Lesson 11 of 12
Objective: SWBAT cite examples of figurative language and poetic sound and structure elements by reading poems and completing an assessment.
This test is an open-note assessment. My goal is not to assess memorization of these terms, but rather have students be able to find them in poems and then explain how their example is representative for that particular figurative language or sound and structure element.
Students may use:
Getting Down to Business
I hand out the tests to the students and go over the instructions. I am especially careful to draw attention the instruction that says to not use any sound, structure, or figurative language term more than once.
I give them examples. I will say, "For example, if you want to say that one of the poems has two stanzas. That is the only time you can write about stanzas. If you say that a poem has personification. You can't talk about the personification in another poem. There are lots of examples of figurative language, sound, and structure in each poem, so you will be able to do this without repeating terms."

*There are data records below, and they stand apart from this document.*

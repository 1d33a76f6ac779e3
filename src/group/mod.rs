//! Groups: registries of configurable objects and their current tree.

mod apply;
mod build;
mod builder;
mod declaration;
mod persist;

pub use builder::GroupBuilder;
pub use declaration::{Declaration, Declare};

use std::path::{Path, PathBuf};

use indexmap::IndexMap;
use tracing::{debug, warn};

use crate::object::{Field, Handle, ObjectId, Root};
use crate::tree::{ConfigTree, Value, JSON_SERIALIZABLE};
use crate::ConfigError;

/// Default attribute exclusion rule: names starting with `_` are private.
pub fn is_private(name: &str) -> bool {
    name.starts_with('_')
}

/// A named registry of configurable objects.
///
/// The group remembers which objects were registered, builds a
/// [`ConfigTree`] from them, writes it to a file, and applies loaded trees
/// back onto the objects. The tree is replaced wholesale on every build or
/// load.
///
/// ## Example
///
/// ```no_run
/// use cfgtree::{handle, Field, Group, Root, Settings};
///
/// let mut group = Group::builder("app").with_file("app.json").build();
/// let server = group.add(handle(Settings::new("Server").with("port", 8080)));
///
/// let mut root = Root::new();
/// root.insert("Server".into(), Field::Object(server));
///
/// group.build_tree(&root)?;
/// group.load(&mut root)?;
/// # Ok::<(), cfgtree::ConfigError>(())
/// ```
#[derive(Debug)]
pub struct Group {
    name: String,
    filepath: Option<PathBuf>,
    lenient: bool,
    exclude_attr: fn(&str) -> bool,
    registered: IndexMap<ObjectId, Declaration>,
    tree: ConfigTree,
}

impl Group {
    pub fn new(name: impl Into<String>) -> Self {
        Self::builder(name).build()
    }

    /// Creates a builder for a group with non-default settings.
    pub fn builder(name: impl Into<String>) -> GroupBuilder {
        GroupBuilder::new(name)
    }

    pub fn name(&self) -> &str {
        &self.name
    }

    /// The file used by [`save`](Self::save) and [`load`](Self::load).
    pub fn filepath(&self) -> Option<&Path> {
        self.filepath.as_deref()
    }

    pub fn tree(&self) -> &ConfigTree {
        &self.tree
    }

    pub fn tree_mut(&mut self) -> &mut ConfigTree {
        &mut self.tree
    }

    pub fn set_tree(&mut self, tree: ConfigTree) {
        self.tree = tree;
    }

    /// Drops every leaf of the current tree that no format can write.
    pub fn retain_serializable(&mut self) {
        self.tree.retain_kinds_in_place(JSON_SERIALIZABLE, &[]);
    }

    /// Registers an object and hands it back.
    pub fn add(&mut self, handle: Handle) -> Handle {
        self.add_with(handle, Declare::new())
    }

    /// Registers an object with explicit options.
    ///
    /// Registering the same object again only fills options that were not
    /// set the first time.
    pub fn add_with(&mut self, handle: Handle, declare: Declare) -> Handle {
        let id = ObjectId::of(&handle);
        match self.registered.get_mut(&id) {
            Some(existing) if existing.refers_to(&handle) => {
                debug!(group = %self.name, "object already registered, merging options");
                existing.merge(declare);
            }
            _ => {
                debug!(
                    group = %self.name,
                    object = handle.borrow().type_name(),
                    "registering object"
                );
                self.registered
                    .insert(id, Declaration::new(&self.name, &handle, declare));
            }
        }
        handle
    }

    /// Registers an object, replacing any earlier record and enabling it.
    pub fn force_add(&mut self, handle: Handle, declare: Declare) -> Handle {
        let id = ObjectId::of(&handle);
        let mut declaration = Declaration::new(&self.name, &handle, declare);
        declaration.enabled = true;
        self.registered.insert(id, declaration);
        handle
    }

    /// Registers the root entry called `name`.
    ///
    /// Fails with [`ConfigError::NotConfigurable`] if the entry is a plain
    /// value. A missing entry is reported the same way.
    pub fn add_entry(&mut self, root: &Root, name: &str) -> Result<Handle, ConfigError> {
        match root.get(name) {
            Some(Field::Object(handle)) => Ok(self.add(handle.clone())),
            Some(Field::Value(_)) | None => Err(ConfigError::NotConfigurable(name.to_owned())),
        }
    }

    /// True if `handle` is registered here, enabled or not.
    pub fn is_registered(&self, handle: &Handle) -> bool {
        self.declaration(handle).is_some()
    }

    pub fn declaration(&self, handle: &Handle) -> Option<&Declaration> {
        self.registered
            .get(&ObjectId::of(handle))
            .filter(|declaration| declaration.refers_to(handle))
    }

    /// Includes or leaves out a registered object from future builds.
    ///
    /// Returns false if the object is not registered.
    pub fn set_enabled(&mut self, handle: &Handle, enabled: bool) -> bool {
        match self.registered.get_mut(&ObjectId::of(handle)) {
            Some(declaration) if declaration.refers_to(handle) => {
                declaration.enabled = enabled;
                true
            }
            _ => false,
        }
    }

    /// Iterates over the registration records in registration order.
    pub fn declarations(&self) -> impl Iterator<Item = &Declaration> {
        self.registered.values()
    }

    /// Forgets records whose objects have been dropped.
    pub fn prune(&mut self) -> usize {
        let before = self.registered.len();
        self.registered
            .retain(|_, declaration| declaration.object().is_some());
        before - self.registered.len()
    }

    /// Normalizes a raw parsed mapping into a tree tagged with this group.
    pub fn rebuild_tree(&self, raw: IndexMap<String, Value>) -> ConfigTree {
        ConfigTree::rebuild(raw, Some(&self.name))
    }

    fn is_member(&self, handle: &Handle) -> bool {
        self.declaration(handle)
            .is_some_and(|declaration| declaration.enabled)
    }

    fn warn_missing(&self, path: &str, object: &str) {
        warn!(group = %self.name, %path, object, "attribute not found, assigning anyway");
    }
}
//! Saving and loading a group's tree through the format adapters.

use std::path::Path;

use tracing::{debug, warn};

use super::Group;
use crate::format::{self, Format};
use crate::object::Root;
use crate::ConfigError;

impl Group {
    /// Writes the current tree to `path`; the extension selects the format.
    pub fn save_to_file(&self, path: impl AsRef<Path>) -> Result<(), ConfigError> {
        let path = path.as_ref();
        let format = Format::from_path(path)?;
        let contents = format::encode(format, &self.tree)?;
        format::write_config_file(path, &contents)?;
        debug!(group = %self.name, path = %path.display(), %format, "saved config");
        Ok(())
    }

    /// Parses `path` and applies it to `root`, replacing the current tree.
    pub fn load_from_file(
        &mut self,
        path: impl AsRef<Path>,
        root: &mut Root,
    ) -> Result<(), ConfigError> {
        let path = path.as_ref();
        let format = Format::from_path(path)?;
        let contents = format::read_config_file(path)?;
        let raw = format::decode(format, &contents)?;
        self.load_from_mapping(raw, root)?;
        debug!(group = %self.name, path = %path.display(), %format, "loaded config");
        Ok(())
    }

    /// Writes the current tree to the group's file.
    pub fn save(&self) -> Result<(), ConfigError> {
        let path = self.default_path()?;
        self.save_to_file(path)
    }

    /// Loads the group's file into `root`, or writes the current tree there
    /// if the file does not exist yet.
    ///
    /// A lenient group that fails to load an existing file logs the error,
    /// keeps its current tree and overwrites the file with it.
    pub fn load(&mut self, root: &mut Root) -> Result<(), ConfigError> {
        let path = self.default_path()?.to_path_buf();
        if !path.exists() {
            debug!(
                group = %self.name,
                path = %path.display(),
                "no config file yet, writing defaults"
            );
            return self.save_to_file(&path);
        }

        let defaults = self.tree.clone();
        match self.load_from_file(&path, root) {
            Ok(()) => Ok(()),
            Err(e) if self.lenient => {
                warn!(
                    group = %self.name,
                    path = %path.display(),
                    error = %e,
                    "failed to load config, rewriting defaults"
                );
                self.tree = defaults;
                self.save_to_file(&path)
            }
            Err(e) => Err(e),
        }
    }

    fn default_path(&self) -> Result<&Path, ConfigError> {
        self.filepath
            .as_deref()
            .ok_or_else(|| ConfigError::NoFilePath(self.name.clone()))
    }
}
//! Leaf values stored in a [`ConfigTree`](super::ConfigTree).

use std::any::Any;
use std::fmt;
use std::rc::Rc;

use indexmap::IndexMap;
use serde::de::{self, MapAccess, SeqAccess, Visitor};
use serde::ser::{self, SerializeMap, SerializeSeq};
use serde::{Deserialize, Deserializer, Serialize, Serializer};

use crate::error::FieldError;

/// A configuration value.
///
/// Everything a file format can express, plus [`Value::Opaque`] for host
/// values that have no serialized form.
#[derive(Debug, Clone, PartialEq, Default)]
pub enum Value {
    #[default]
    Null,
    Bool(bool),
    Int(i64),
    Float(f64),
    String(String),
    List(Vec<Value>),
    Map(IndexMap<String, Value>),
    Opaque(Opaque),
}

/// The kind of a [`Value`], used by [`ConfigTree::retain_kinds`](super::ConfigTree::retain_kinds).
#[derive(Debug, Clone, Copy, PartialEq, Eq, Hash)]
pub enum ValueKind {
    Null,
    Bool,
    Int,
    Float,
    String,
    List,
    Map,
    Opaque,
    /// Matches every value.
    Any,
}

/// Kinds every serializer in this crate can write.
pub const JSON_SERIALIZABLE: &[ValueKind] = &[
    ValueKind::Bool,
    ValueKind::Int,
    ValueKind::Float,
    ValueKind::String,
    ValueKind::Map,
    ValueKind::List,
    ValueKind::Null,
];

impl ValueKind {
    /// Returns true if `value` is of this kind.
    pub fn matches(self, value: &Value) -> bool {
        self == ValueKind::Any || self == value.kind()
    }
}

impl Value {
    pub fn kind(&self) -> ValueKind {
        match self {
            Value::Null => ValueKind::Null,
            Value::Bool(_) => ValueKind::Bool,
            Value::Int(_) => ValueKind::Int,
            Value::Float(_) => ValueKind::Float,
            Value::String(_) => ValueKind::String,
            Value::List(_) => ValueKind::List,
            Value::Map(_) => ValueKind::Map,
            Value::Opaque(_) => ValueKind::Opaque,
        }
    }

    pub fn is_null(&self) -> bool {
        matches!(self, Value::Null)
    }

    pub fn as_str(&self) -> Option<&str> {
        match self {
            Value::String(s) => Some(s),
            _ => None,
        }
    }

    pub fn as_i64(&self) -> Option<i64> {
        match self {
            Value::Int(i) => Some(*i),
            _ => None,
        }
    }

    pub fn as_f64(&self) -> Option<f64> {
        match self {
            Value::Float(f) => Some(*f),
            Value::Int(i) => Some(*i as f64),
            _ => None,
        }
    }

    pub fn as_bool(&self) -> Option<bool> {
        match self {
            Value::Bool(b) => Some(*b),
            _ => None,
        }
    }

    /// Renders a scalar the way it appears in text formats.
    ///
    /// Returns `None` for lists, maps and opaque values.
    pub fn to_scalar_string(&self) -> Option<String> {
        match self {
            Value::Null => Some(String::new()),
            Value::Bool(b) => Some(b.to_string()),
            Value::Int(i) => Some(i.to_string()),
            // debug formatting keeps the fraction, so "1.0" reads back as a float
            Value::Float(f) => Some(format!("{f:?}")),
            Value::String(s) => Some(s.clone()),
            Value::List(_) | Value::Map(_) | Value::Opaque(_) => None,
        }
    }
}

/// A host value with no serialized form.
///
/// Cloning shares the payload; two opaque values are equal only when they
/// point at the same payload.
#[derive(Clone)]
pub struct Opaque {
    type_name: &'static str,
    payload: Rc<dyn Any>,
}

impl Opaque {
    pub fn new<T: Any>(value: T) -> Self {
        Self {
            type_name: std::any::type_name::<T>(),
            payload: Rc::new(value),
        }
    }

    pub fn type_name(&self) -> &'static str {
        self.type_name
    }

    pub fn downcast_ref<T: Any>(&self) -> Option<&T> {
        self.payload.downcast_ref::<T>()
    }
}

impl PartialEq for Opaque {
    fn eq(&self, other: &Self) -> bool {
        Rc::ptr_eq(&self.payload, &other.payload)
    }
}

impl fmt::Debug for Opaque {
    fn fmt(&self, f: &mut fmt::Formatter<'_>) -> fmt::Result {
        write!(f, "Opaque({})", self.type_name)
    }
}

impl Serialize for Value {
    fn serialize<S: Serializer>(&self, serializer: S) -> Result<S::Ok, S::Error> {
        match self {
            Value::Null => serializer.serialize_unit(),
            Value::Bool(b) => serializer.serialize_bool(*b),
            Value::Int(i) => serializer.serialize_i64(*i),
            Value::Float(f) => serializer.serialize_f64(*f),
            Value::String(s) => serializer.serialize_str(s),
            Value::List(items) => {
                let mut seq = serializer.serialize_seq(Some(items.len()))?;
                for item in items {
                    seq.serialize_element(item)?;
                }
                seq.end()
            }
            Value::Map(entries) => {
                let mut map = serializer.serialize_map(Some(entries.len()))?;
                for (key, value) in entries {
                    map.serialize_entry(key, value)?;
                }
                map.end()
            }
            Value::Opaque(opaque) => Err(ser::Error::custom(format!(
                "value of type `{}` is not serializable",
                opaque.type_name()
            ))),
        }
    }
}

impl<'de> Deserialize<'de> for Value {
    fn deserialize<D: Deserializer<'de>>(deserializer: D) -> Result<Self, D::Error> {
        deserializer.deserialize_any(ValueVisitor)
    }
}

struct ValueVisitor;

impl<'de> Visitor<'de> for ValueVisitor {
    type Value = Value;

    fn expecting(&self, f: &mut fmt::Formatter<'_>) -> fmt::Result {
        f.write_str("a configuration value")
    }

    fn visit_bool<E: de::Error>(self, v: bool) -> Result<Value, E> {
        Ok(Value::Bool(v))
    }

    fn visit_i64<E: de::Error>(self, v: i64) -> Result<Value, E> {
        Ok(Value::Int(v))
    }

    fn visit_u64<E: de::Error>(self, v: u64) -> Result<Value, E> {
        Ok(i64::try_from(v).map_or(Value::Float(v as f64), Value::Int))
    }

    fn visit_f64<E: de::Error>(self, v: f64) -> Result<Value, E> {
        Ok(Value::Float(v))
    }

    fn visit_str<E: de::Error>(self, v: &str) -> Result<Value, E> {
        Ok(Value::String(v.to_owned()))
    }

    fn visit_string<E: de::Error>(self, v: String) -> Result<Value, E> {
        Ok(Value::String(v))
    }

    fn visit_unit<E: de::Error>(self) -> Result<Value, E> {
        Ok(Value::Null)
    }

    fn visit_none<E: de::Error>(self) -> Result<Value, E> {
        Ok(Value::Null)
    }

    fn visit_some<D: Deserializer<'de>>(self, deserializer: D) -> Result<Value, D::Error> {
        Value::deserialize(deserializer)
    }

    fn visit_seq<A: SeqAccess<'de>>(self, mut seq: A) -> Result<Value, A::Error> {
        let mut items = Vec::with_capacity(seq.size_hint().unwrap_or(0));
        while let Some(item) = seq.next_element()? {
            items.push(item);
        }
        Ok(Value::List(items))
    }

    fn visit_map<A: MapAccess<'de>>(self, mut map: A) -> Result<Value, A::Error> {
        let mut entries = IndexMap::with_capacity(map.size_hint().unwrap_or(0));
        while let Some((key, value)) = map.next_entry::<String, Value>()? {
            entries.insert(key, value);
        }
        Ok(Value::Map(entries))
    }
}

macro_rules! value_from {
    ($($ty:ty => $variant:ident),* $(,)?) => {
        $(
            impl From<$ty> for Value {
                fn from(v: $ty) -> Self {
                    Value::$variant(v.into())
                }
            }
        )*
    };
}

value_from! {
    bool => Bool,
    i8 => Int,
    i16 => Int,
    i32 => Int,
    i64 => Int,
    u8 => Int,
    u16 => Int,
    u32 => Int,
    f32 => Float,
    f64 => Float,
    String => String,
    &str => String,
}

impl<T: Into<Value>> From<Vec<T>> for Value {
    fn from(items: Vec<T>) -> Self {
        Value::List(items.into_iter().map(Into::into).collect())
    }
}

impl<T: Into<Value>> From<Option<T>> for Value {
    fn from(v: Option<T>) -> Self {
        v.map_or(Value::Null, Into::into)
    }
}

impl From<IndexMap<String, Value>> for Value {
    fn from(map: IndexMap<String, Value>) -> Self {
        Value::Map(map)
    }
}

impl From<Opaque> for Value {
    fn from(opaque: Opaque) -> Self {
        Value::Opaque(opaque)
    }
}

fn mismatch(expected: &'static str, value: &Value) -> FieldError {
    FieldError::TypeMismatch {
        expected,
        found: value.kind(),
    }
}

impl TryFrom<Value> for bool {
    type Error = FieldError;

    fn try_from(value: Value) -> Result<Self, Self::Error> {
        match value {
            Value::Bool(b) => Ok(b),
            Value::String(ref s) if s.eq_ignore_ascii_case("true") => Ok(true),
            Value::String(ref s) if s.eq_ignore_ascii_case("false") => Ok(false),
            other => Err(mismatch("bool", &other)),
        }
    }
}

macro_rules! int_try_from {
    ($($ty:ty),*) => {
        $(
            impl TryFrom<Value> for $ty {
                type Error = FieldError;

                fn try_from(value: Value) -> Result<Self, Self::Error> {
                    let wide = match &value {
                        Value::Int(i) => Some(*i),
                        Value::String(s) => s.trim().parse::<i64>().ok(),
                        _ => None,
                    };
                    wide.and_then(|i| <$ty>::try_from(i).ok())
                        .ok_or_else(|| mismatch(stringify!($ty), &value))
                }
            }
        )*
    };
}

int_try_from!(i8, i16, i32, i64, u8, u16, u32, u64, usize);

macro_rules! float_try_from {
    ($($ty:ty),*) => {
        $(
            impl TryFrom<Value> for $ty {
                type Error = FieldError;

                fn try_from(value: Value) -> Result<Self, Self::Error> {
                    match &value {
                        Value::Float(f) => Ok(*f as $ty),
                        Value::Int(i) => Ok(*i as $ty),
                        Value::String(s) => s
                            .trim()
                            .parse::<$ty>()
                            .map_err(|_| mismatch(stringify!($ty), &value)),
                        _ => Err(mismatch(stringify!($ty), &value)),
                    }
                }
            }
        )*
    };
}

float_try_from!(f32, f64);

/// Strings accept any scalar; text formats hand back `"8080"` as readily as `8080`.
/// Null reads as the empty string, since INI cannot tell the two apart.
impl TryFrom<Value> for String {
    type Error = FieldError;

    fn try_from(value: Value) -> Result<Self, Self::Error> {
        match value {
            Value::String(s) => Ok(s),
            Value::Null => Ok(String::new()),
            other => other
                .to_scalar_string()
                .ok_or_else(|| mismatch("string", &other)),
        }
    }
}

impl<T: TryFrom<Value, Error = FieldError>> TryFrom<Value> for Vec<T> {
    type Error = FieldError;

    fn try_from(value: Value) -> Result<Self, Self::Error> {
        match value {
            Value::List(items) => items.into_iter().map(T::try_from).collect(),
            other => Err(mismatch("list", &other)),
        }
    }
}

impl<T: TryFrom<Value, Error = FieldError>> TryFrom<Value> for Option<T> {
    type Error = FieldError;

    fn try_from(value: Value) -> Result<Self, Self::Error> {
        match value {
            Value::Null => Ok(None),
            other => T::try_from(other).map(Some),
        }
    }
}

#[cfg(test)]
mod tests {
    use super::*;

    #[test]
    fn test_kind_any_matches_everything() {
        assert!(ValueKind::Any.matches(&Value::Null));
        assert!(ValueKind::Any.matches(&Value::Opaque(Opaque::new(()))));
        assert!(!ValueKind::Int.matches(&Value::Bool(true)));
    }

    #[test]
    fn test_opaque_equality_is_identity() {
        let a = Opaque::new(5u8);
        let b = a.clone();
        assert_eq!(a, b);
        assert_ne!(a, Opaque::new(5u8));
        assert_eq!(a.downcast_ref::<u8>(), Some(&5));
    }

    #[test]
    fn test_conversions_from_text() {
        assert_eq!(u16::try_from(Value::from("8080")).unwrap(), 8080);
        assert!(bool::try_from(Value::from("TRUE")).unwrap());
        assert_eq!(f64::try_from(Value::Int(2)).unwrap(), 2.0);
        assert_eq!(String::try_from(Value::Int(7)).unwrap(), "7");
        assert_eq!(String::try_from(Value::Null).unwrap(), "");
    }

    #[test]
    fn test_conversion_mismatch() {
        let err = u8::try_from(Value::Int(300)).unwrap_err();
        assert!(matches!(
            err,
            FieldError::TypeMismatch { expected: "u8", found: ValueKind::Int }
        ));
        assert!(String::try_from(Value::List(vec![])).is_err());
    }

    #[test]
    fn test_option_and_vec() {
        let none: Option<i32> = Value::Null.try_into().unwrap();
        assert_eq!(none, None);
        let list: Vec<i64> = Value::from(vec![1, 2, 3]).try_into().unwrap();
        assert_eq!(list, vec![1, 2, 3]);
    }
}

Because there are so many options for how students can answer, this is a fun test to grade. There are quite a few ways each question can be answered, so you're not going to find yourself reading the same thing over and over again.
To be considered correct, students need to name a term that is represented in the poem, give an example, and then explain how that example represents the term. I am on the lookout for duplicated terms, which will not count for credit. If a term is used twice, but only one is correct, I will give them the benefit of the doubt.
An example of an acceptable answer for #1 would be:
Figurative language: Simile
Example and Explanation. "looks like a footloose star" is a simile because it compares two things - the plane and a star - using the word "like."
Structure or Sound: Rhyme
Example and Explanation: The words "star" and "are" rhyme because both words end with the same sound.
I call this test a mini-assessment simply because they're only being asked to identify and label examples of figurative language and sound and structure. Since our standard says that students must analyze how those things contribute to the overall meaning of the poem, I can't consider this a true assessment of the standard. However, Rome wasn't built in a day. This assessment makes sure that students have the skills they need to continue working towards the analysis standard.